You are viewing a plain text version of this content. The canonical link for it is here.
Posted to user@mesos.apache.org by "Erb, Stephan" <St...@blue-yonder.com> on 2016/03/21 13:54:01 UTC

Current state of the oversubscription feature

Hi everyone,

I am interested in the current state of the Mesos oversubscription feature [1]. In particular, I would like to know if anyone has taken a closer look at non-compressible resources such as memory. 

Anything I should be aware of?

Thanks and Best Regards,
Stephan

[1] http://mesos.apache.org/documentation/latest/oversubscription/

Re: Current state of the oversubscription feature

Posted by Niklas Nielsen <ni...@qni.dk>.
Hi everyone,

For now (and in the current Serenity[1]), we avoided oversubscription of
non-compressible resources.
If you look at a system like Heracles[2], the polling interval is in
O(seconds) which may not be fast enough to react to OOM. But shouldn't be
impossible, taken all the work VMWare has been putting into it. We
postponed it for now.
There is, however, nothing that prevents you from doing that with the
current resource estimator and QoS controller APIs.

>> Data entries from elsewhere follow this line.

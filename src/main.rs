use std::io::Read;

use anyhow::{Context, Result};
use tracing::{info, Level};

use deferred_citations::{DeferredParser, Delimiters};

const USAGE: &str = "usage: deferred-citations [--all] [PATH]";

fn main() -> Result<()> {
    let _ = dotenv::dotenv();

    let level = dotenv::var("LOG_LEVEL")
        .ok()
        .and_then(|s| s.parse::<Level>().ok())
        .unwrap_or(Level::INFO);
    tracing_subscriber::fmt()
        .with_max_level(level)
        .with_writer(std::io::stderr)
        .init();

    let mut all = false;
    let mut path = None;
    for arg in std::env::args().skip(1) {
        if arg == "--all" {
            all = true;
        } else if arg == "-h" || arg == "--help" {
            println!("{}", USAGE);
            return Ok(());
        } else if path.is_none() {
            path = Some(arg);
        } else {
            anyhow::bail!("unexpected argument `{}`\n{}", arg, USAGE);
        }
    }

    let input = match &path {
        Some(p) => std::fs::read_to_string(p).with_context(|| format!("Failed to read {}", p))?,
        None => {
            let mut buf = String::new();
            std::io::stdin()
                .read_to_string(&mut buf)
                .context("Failed to read stdin")?;
            buf
        }
    };

    let delimiters = Delimiters::from_env();
    info!(start = %delimiters.start, end = %delimiters.end, "Using citation delimiters");
    let parser = DeferredParser::new(delimiters);

    let output = if all {
        serde_json::to_string_pretty(&parser.all_citations(&input))
    } else {
        let result = parser.parse(&input);
        info!(
            success = result.success,
            citations = result.citations.len(),
            "Parsed response"
        );
        serde_json::to_string_pretty(&result)
    }
    .context("Failed to serialize output")?;

    println!("{}", output);
    Ok(())
}
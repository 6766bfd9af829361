use serde_json::{Map, Value};

use crate::citation::types::{RawCitationRecord, RawTimestamps};

/// Structural shape of a parsed citation block.
#[derive(Debug, Clone, PartialEq)]
pub enum BlockShape {
    /// `[ {record}, ... ]`
    Flat(Vec<Value>),
    /// `{ "attachment_id": [ {record}, ... ], ... }`, in document order.
    Grouped(Vec<(String, Vec<Value>)>),
    Unrecognized,
}

impl BlockShape {
    pub fn detect(value: Value) -> Self {
        match value {
            Value::Array(items) => BlockShape::Flat(items),
            Value::Object(map) if map.is_empty() => BlockShape::Grouped(Vec::new()),
            // A lone record instead of an array of one. Checked before groups
            // since its `line_ids` is an array too.
            Value::Object(map) if map.contains_key("full_phrase") || map.contains_key("f") => {
                BlockShape::Flat(vec![Value::Object(map)])
            }
            Value::Object(map) if map.values().any(Value::is_array) => BlockShape::Grouped(
                map.into_iter()
                    .filter_map(|(key, v)| match v {
                        Value::Array(items) => Some((key, items)),
                        _ => None,
                    })
                    .collect(),
            ),
            _ => BlockShape::Unrecognized,
        }
    }

    pub fn name(&self) -> &'static str {
        match self {
            BlockShape::Flat(_) => "flat",
            BlockShape::Grouped(_) => "grouped",
            BlockShape::Unrecognized => "unrecognized",
        }
    }

    /// Flatten into records, in order. Group keys become `attachment_id`.
    pub fn into_records(self) -> Vec<RawCitationRecord> {
        match self {
            BlockShape::Flat(items) => items.iter().filter_map(expand_value).collect(),
            BlockShape::Grouped(groups) => groups
                .into_iter()
                .flat_map(|(attachment_id, items)| {
                    items
                        .iter()
                        .filter_map(expand_value)
                        .map(|mut record| {
                            record.attachment_id = Some(attachment_id.clone());
                            record
                        })
                        .collect::<Vec<_>>()
                })
                .collect(),
            BlockShape::Unrecognized => Vec::new(),
        }
    }
}

/// Parsed block value to ordered records.
pub fn normalize_block(value: Value) -> Vec<RawCitationRecord> {
    BlockShape::detect(value).into_records()
}

fn expand_value(value: &Value) -> Option<RawCitationRecord> {
    value.as_object().map(expand_record)
}

/// Look up a field by canonical name, then by its compact alias. Nulls count as absent.
fn field<'a>(map: &'a Map<String, Value>, canonical: &str, compact: &str) -> Option<&'a Value> {
    map.get(canonical)
        .filter(|v| !v.is_null())
        .or_else(|| map.get(compact).filter(|v| !v.is_null()))
}

/// Expand a record that may mix full and compact keys.
pub fn expand_record(map: &Map<String, Value>) -> RawCitationRecord {
    RawCitationRecord {
        id: field(map, "id", "n").and_then(as_int),
        attachment_id: field(map, "attachment_id", "a").and_then(as_text),
        reasoning: field(map, "reasoning", "r").and_then(as_text),
        full_phrase: field(map, "full_phrase", "f").and_then(as_text),
        anchor_text: field(map, "anchor_text", "k").and_then(as_text),
        page_id: field(map, "page_id", "p").and_then(as_text),
        line_ids: field(map, "line_ids", "l").and_then(as_int_list),
        timestamps: field(map, "timestamps", "t").and_then(as_timestamps),
    }
}

fn as_int(value: &Value) -> Option<i64> {
    match value {
        Value::Number(n) => n.as_i64().or_else(|| {
            n.as_f64()
                .filter(|f| f.fract() == 0.0 && f.abs() < i64::MAX as f64)
                .map(|f| f as i64)
        }),
        Value::String(s) => s.trim().parse().ok(),
        _ => None,
    }
}

fn as_text(value: &Value) -> Option<String> {
    match value {
        Value::String(s) => Some(s.clone()),
        Value::Number(n) => Some(n.to_string()),
        _ => None,
    }
}

fn as_int_list(value: &Value) -> Option<Vec<i64>> {
    match value {
        Value::Array(items) => Some(items.iter().filter_map(as_int).collect()),
        other => as_int(other).map(|n| vec![n]),
    }
}

fn as_timestamps(value: &Value) -> Option<RawTimestamps> {
    let map = value.as_object()?;
    let timestamps = RawTimestamps {
        start_time: field(map, "start_time", "s").and_then(as_text),
        end_time: field(map, "end_time", "e").and_then(as_text),
    };
    if timestamps.start_time.is_none() && timestamps.end_time.is_none() {
        return None;
    }
    Some(timestamps)
}
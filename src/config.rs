/// Default marker that opens the citation data block.
pub const DEFAULT_START_DELIMITER: &str = "<<<CITATION_DATA>>>";
/// Default marker that closes the citation data block.
pub const DEFAULT_END_DELIMITER: &str = "<<<END_CITATION_DATA>>>";

/// The delimiter pair surrounding the citation data block in a model response.
#[derive(Debug, Clone, PartialEq, Eq)]
pub struct Delimiters {
    pub start: String,
    pub end: String,
}

impl Default for Delimiters {
    fn default() -> Self {
        Self {
            start: DEFAULT_START_DELIMITER.to_string(),
            end: DEFAULT_END_DELIMITER.to_string(),
        }
    }
}

impl Delimiters {
    pub fn new(start: impl Into<String>, end: impl Into<String>) -> Self {
        Self {
            start: start.into(),
            end: end.into(),
        }
    }

    /// Load delimiters from `CITATION_START_DELIMITER` / `CITATION_END_DELIMITER`,
    /// falling back to the defaults for anything unset or empty.
    pub fn from_env() -> Self {
        let start = dotenv::var("CITATION_START_DELIMITER")
            .ok()
            .filter(|s| !s.is_empty())
            .unwrap_or_else(|| DEFAULT_START_DELIMITER.to_string());
        let end = dotenv::var("CITATION_END_DELIMITER")
            .ok()
            .filter(|s| !s.is_empty())
            .unwrap_or_else(|| DEFAULT_END_DELIMITER.to_string());
        Self { start, end }
    }
}
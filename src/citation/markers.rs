use std::collections::BTreeMap;
use std::fmt;

use once_cell::sync::Lazy;
use regex::{Captures, Regex};

use super::types::{CitationId, RawCitationRecord};

static MARKER: Lazy<Regex> = Lazy::new(|| Regex::new(r"\[([0-9]+)\]").unwrap());

/// How `replace_deferred_markers` substitutes each `[N]` marker.
#[derive(Default)]
pub struct ReplaceOptions<'a> {
    /// Takes precedence over everything else when set.
    pub replacer: Option<&'a dyn Fn(CitationId) -> String>,
    pub citation_map: Option<&'a BTreeMap<CitationId, RawCitationRecord>>,
    /// Substitute the cited anchor text (needs `citation_map`).
    pub show_anchor_text: bool,
}

impl fmt::Debug for ReplaceOptions<'_> {
    fn fmt(&self, f: &mut fmt::Formatter<'_>) -> fmt::Result {
        f.debug_struct("ReplaceOptions")
            .field("replacer", &self.replacer.map(|_| "<fn>"))
            .field("citation_map", &self.citation_map.map(|m| m.len()))
            .field("show_anchor_text", &self.show_anchor_text)
            .finish()
    }
}

/// Ids of every `[N]` marker in `text`, left to right, repeats included.
pub fn get_citation_marker_ids(text: &str) -> Vec<CitationId> {
    MARKER
        .captures_iter(text)
        .filter_map(|caps| caps[1].parse().ok())
        .collect()
}

/// Replace every `[N]` marker in `text`. Markers are removed unless a
/// replacer or anchor-text lookup supplies something else; ids missing from
/// the map become empty strings.
pub fn replace_deferred_markers(text: &str, options: &ReplaceOptions<'_>) -> String {
    MARKER
        .replace_all(text, |caps: &Captures| {
            let Ok(id) = caps[1].parse::<CitationId>() else {
                return caps[0].to_string();
            };

            if let Some(replacer) = options.replacer {
                return replacer(id);
            }

            match options.citation_map {
                Some(map) if options.show_anchor_text => map
                    .get(&id)
                    .and_then(|r| r.anchor_text.clone())
                    .unwrap_or_default(),
                _ => String::new(),
            }
        })
        .into_owned()
}
pub mod markers;
pub mod normalize;
pub mod types;

pub use markers::{get_citation_marker_ids, replace_deferred_markers, ReplaceOptions};
pub use normalize::{citation_key, deferred_citation_to_citation, parse_page_id, PageLocator};
pub use types::{Citation, CitationId, RawCitationRecord, RawTimestamps, Timestamps};
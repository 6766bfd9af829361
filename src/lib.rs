//! Recovers deferred citation metadata from model responses.
//!
//! A response carries prose with `[N]` markers followed by a delimited JSON
//! block describing each citation. The block is often slightly malformed;
//! parsing repairs what it can and degrades to "no citations" otherwise.

pub mod citation;
pub mod config;
pub mod deferred;

pub use citation::{
    deferred_citation_to_citation, get_citation_marker_ids, replace_deferred_markers, Citation,
    CitationId, RawCitationRecord, ReplaceOptions, Timestamps,
};
pub use config::Delimiters;
pub use deferred::{
    extract_visible_text, get_all_citations_from_deferred_response, has_deferred_citations,
    has_deferred_citations_value, parse_deferred_citation_response, DeferredParser, ParseResult,
};
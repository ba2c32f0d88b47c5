use std::path::Path;

use rust_xlsxwriter::{Format, Workbook, Worksheet, XlsxError};
use serde_json::Value;
use tabled::{settings::Style, Table, Tabled};

use crate::{
    checker::{display_value, FetchOutcome},
    constants::OUTPUT_HEADERS,
};

fn write_value(
    worksheet: &mut Worksheet,
    row: u32,
    col: u16,
    value: Option<&Value>,
) -> Result<(), XlsxError> {
    match value {
        None | Some(Value::Null) => {}
        Some(Value::Bool(b)) => {
            worksheet.write_boolean(row, col, *b)?;
        }
        Some(Value::Number(n)) => match n.as_f64() {
            Some(n) => {
                worksheet.write_number(row, col, n)?;
            }
            None => {
                worksheet.write_string(row, col, n.to_string())?;
            }
        },
        Some(Value::String(s)) => {
            worksheet.write_string(row, col, s)?;
        }
        Some(value) => {
            worksheet.write_string(row, col, value.to_string())?;
        }
    }

    Ok(())
}

/// Writes one `Wallet | Balance | Claim` row per outcome under a bold header.
pub fn save_balances_to_excel(
    outcomes: &[FetchOutcome],
    path: impl AsRef<Path>,
) -> eyre::Result<()> {
    let mut workbook = Workbook::new();
    let worksheet = workbook.add_worksheet();
    let header = Format::new().set_bold();

    for (col, title) in (0u16..).zip(OUTPUT_HEADERS) {
        worksheet.write_string_with_format(0, col, title, &header)?;
    }

    for (row, outcome) in (1u32..).zip(outcomes) {
        worksheet.write_string(row, 0, &outcome.address)?;
        write_value(worksheet, row, 1, outcome.balance.as_ref())?;
        write_value(worksheet, row, 2, outcome.claim.as_ref())?;
    }

    worksheet.set_column_width(0, 46)?;
    workbook.save(path.as_ref())?;

    Ok(())
}

#[derive(Tabled, Debug)]
struct Entry {
    #[tabled(rename = "Wallet")]
    address: String,
    #[tabled(rename = "Balance")]
    balance: String,
    #[tabled(rename = "Claim")]
    claim: String,
}

pub fn print_summary(outcomes: &[FetchOutcome]) {
    if outcomes.is_empty() {
        return;
    }

    let entries = outcomes.iter().map(|outcome| Entry {
        address: outcome.address.clone(),
        balance: display_value(outcome.balance.as_ref()),
        claim: display_value(outcome.claim.as_ref()),
    });

    let mut table = Table::new(entries);
    let table = table.with(Style::modern_rounded());

    println!("{table}");
}

#[cfg(test)]
mod tests {
    use calamine::{open_workbook_auto, Data, Reader};
    use serde_json::json;

    use super::*;

    #[test]
    fn writes_header_and_typed_rows() {
        let dir = tempfile::tempdir().unwrap();
        let path = dir.path().join("out.xlsx");

        let outcomes = vec![
            FetchOutcome {
                address: "0xAAA".to_owned(),
                balance: Some(json!(5)),
                claim: Some(json!(true)),
            },
            FetchOutcome {
                address: "0xBBB".to_owned(),
                balance: Some(json!("1000.25")),
                claim: None,
            },
            FetchOutcome {
                address: "0xCCC".to_owned(),
                balance: Some(json!(0.5)),
                claim: Some(json!({"round": 1})),
            },
        ];

        save_balances_to_excel(&outcomes, &path).unwrap();

        let mut workbook = open_workbook_auto(&path).unwrap();
        let range = workbook.worksheet_range_at(0).unwrap().unwrap();
        let rows: Vec<Vec<Data>> = range.rows().map(|row| row.to_vec()).collect();

        assert_eq!(rows.len(), 4);
        assert!(rows.iter().all(|row| row.len() == 3));
        assert_eq!(
            rows[0],
            vec![
                Data::String("Wallet".to_owned()),
                Data::String("Balance".to_owned()),
                Data::String("Claim".to_owned()),
            ]
        );
        assert_eq!(rows[1][0], Data::String("0xAAA".to_owned()));
        assert_eq!(rows[1][1], Data::Float(5.0));
        assert_eq!(rows[1][2], Data::Bool(true));
        assert_eq!(rows[2][1], Data::String("1000.25".to_owned()));
        assert_eq!(rows[2][2], Data::Empty);
        assert_eq!(rows[3][1], Data::Float(0.5));
        assert_eq!(rows[3][2], Data::String(r#"{"round":1}"#.to_owned()));
    }

    #[test]
    fn empty_result_still_writes_header() {
        let dir = tempfile::tempdir().unwrap();
        let path = dir.path().join("out.xlsx");

        save_balances_to_excel(&[], &path).unwrap();

        let mut workbook = open_workbook_auto(&path).unwrap();
        let range = workbook.worksheet_range_at(0).unwrap().unwrap();

        assert_eq!(range.height(), 1);
        assert_eq!(range.width(), 3);
    }

    #[test]
    fn unwritable_path_is_an_error() {
        let dir = tempfile::tempdir().unwrap();
        let path = dir.path().join("missing").join("out.xlsx");

        assert!(save_balances_to_excel(&[], path).is_err());
    }
}
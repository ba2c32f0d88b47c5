use indicatif::{ProgressBar, ProgressStyle};
use term_size::dimensions;

pub mod fetch;
pub mod files;

pub fn progress_bar(len: u64, message: &'static str) -> ProgressBar {
    let pb = ProgressBar::new(len);

    let term_width = dimensions().map(|(w, _)| w.saturating_sub(2)).unwrap_or(40);
    let bar_width = if term_width > 60 { term_width - 60 } else { 20 };

    let style = ProgressStyle::default_bar()
        .template(&format!(
            "{{msg}} {{spinner:.green}} [{{elapsed_precise}}] [{{bar:{bar_width}.cyan/blue}}] {{pos}}/{{len}} ({{eta}})"
        ))
        .unwrap_or_else(|_| ProgressStyle::default_bar())
        .progress_chars("#>-");

    pb.set_style(style);
    pb.set_message(message);

    pb
}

In the first version of Serenity, we relied on slack in terms of cpu time
to deem how many resources which should be oversubscribed and then used
hardware performance counters to monitor (and protect) latency critical
workloads.
It turned out, however, to be extremely difficult to make universal without
access to the APMs (SLI/SLO) from the application itself.

Niklas

[1] https://github.com/mesosphere/serenity

On Mon, Mar 21, 2016 at 10:54 AM, Zhitao Li <zh...@gmail.com> wrote:

> Hi Stephan,
>
> Glad someone is sharing interest in this topic. My company is also very
> interested in this topic. Sharing a couple of thoughts:
>
> 1. I believe there real difficulties here come from isolation: how Mesos
> would handle over committed memory because it cannot throttle like CPU?
> 2. Handling this within one single Mesos framework could differ from the
> case of running multiple frameworks;
> 3. I know you are active on Apache Aurora. I believe right now Aurora does
> not consider ram as revocable resources, but we probably work together to
> expand that once we know the isolation story.
>
>
> On Mon, Mar 21, 2016 at 8:30 AM, Erb, Stephan <Stephan.Erb@blue-yonder.com
> > wrote:
>
>> Judging from the epic description, this seems to target the
>> oversubscription of reserved resources ​on the framework level.
>>
>>
>> However, my question was targeting the task level, where one task of a
>> framework is requesting more RAM than it actually uses, and another tasks
>> from the same framework can be started as revocable and use those slack
>> resources.
>>
>>
>> The latter is already possible with compressible resources such as CPU or
>> bandwidth. I am now interested in non-compressible resources (i.e. memory).
>>
>>
>> ------------------------------
>> *From:* Guangya Liu <gy...@gmail.com>
>> *Sent:* Monday, March 21, 2016 15:53
>> *To:* user@mesos.apache.org
>> *Subject:* Re: Current state of the oversubscription feature
>>
>> https://issues.apache.org/jira/browse/MESOS-4967 is planning to
>> introduce "Oversubscription for reservation", can you please help check
>> if this help?
>>
>> Thanks,
>>
>> Guangya
>>
>> On Mon, Mar 21, 2016 at 8:54 PM, Erb, Stephan <
>> Stephan.Erb@blue-yonder.com> wrote:
>>
>>> Hi everyone,
>>>
>>> I am interested in the current state of the Mesos oversubscription
>>> feature [1]. In particular, I would like to know if anyone has taken a
>>> closer look at non-compressible resources such as memory.
>>>
>>> Anything I should be aware of?
>>>
>>> Thanks and Best Regards,
>>> Stephan
>>>
>>> [1] http://mesos.apache.org/documentation/latest/oversubscription/
>>
>>
>>
>
>
> --
> Cheers,
>
> Zhitao Li
>



-- 
Niklas

Re: Current state of the oversubscription feature

Posted by Zhitao Li <zh...@gmail.com>.
Hi Stephan,

Glad someone is sharing interest in this topic. My company is also very
interested in this topic. Sharing a couple of thoughts:

1. I believe there real difficulties here come from isolation: how Mesos
would handle over committed memory because it cannot throttle like CPU?
2. Handling this within one single Mesos framework could differ from the
case of running multiple frameworks;
3. I know you are active on Apache Aurora. I believe right now Aurora does
not consider ram as revocable resources, but we probably work together to
expand that once we know the isolation story.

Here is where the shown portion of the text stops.